● ABOUT THIS EXERCISE
Copies of all lines containing the string "reports" are needed from the data below.

● DATA FOR THE TASK
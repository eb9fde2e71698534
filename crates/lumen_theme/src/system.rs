//! Operating system color scheme preference

use crate::mode::ThemeMode;

/// Environment variable that overrides the detected OS preference
pub const COLOR_SCHEME_ENV: &str = "LUMEN_COLOR_SCHEME";

/// Source of the OS-level dark/light preference
pub trait SystemPreference: Send + Sync {
    /// `None` when the platform expresses no preference or cannot be queried
    fn preferred_mode(&self) -> Option<ThemeMode>;
}

/// Never reports a preference
#[derive(Debug, Default, Clone, Copy)]
pub struct NoSystemPreference;

impl SystemPreference for NoSystemPreference {
    fn preferred_mode(&self) -> Option<ThemeMode> {
        None
    }
}

/// Always reports the same answer
#[derive(Debug, Clone, Copy)]
pub struct FixedSystemPreference(pub Option<ThemeMode>);

impl SystemPreference for FixedSystemPreference {
    fn preferred_mode(&self) -> Option<ThemeMode> {
        self.0
    }
}

/// Reads `LUMEN_COLOR_SCHEME`, then asks the OS
#[derive(Debug, Default, Clone, Copy)]
pub struct DetectedSystemPreference;

impl SystemPreference for DetectedSystemPreference {
    fn preferred_mode(&self) -> Option<ThemeMode> {
        if let Ok(value) = std::env::var(COLOR_SCHEME_ENV) {
            match value.parse() {
                Ok(mode) => return Some(mode),
                Err(err) => tracing::warn!("ignoring {COLOR_SCHEME_ENV}: {err}"),
            }
        }
        detect_os_color_scheme()
    }
}

#[cfg(feature = "system-theme")]
fn detect_os_color_scheme() -> Option<ThemeMode> {
    match dark_light::detect() {
        dark_light::Mode::Dark => Some(ThemeMode::Dark),
        dark_light::Mode::Light => Some(ThemeMode::Light),
        dark_light::Mode::Default => None,
    }
}

#[cfg(not(feature = "system-theme"))]
fn detect_os_color_scheme() -> Option<ThemeMode> {
    None
}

● WRITTEN RESPONSE
/// Never reports a preference
/// Always reports the same answer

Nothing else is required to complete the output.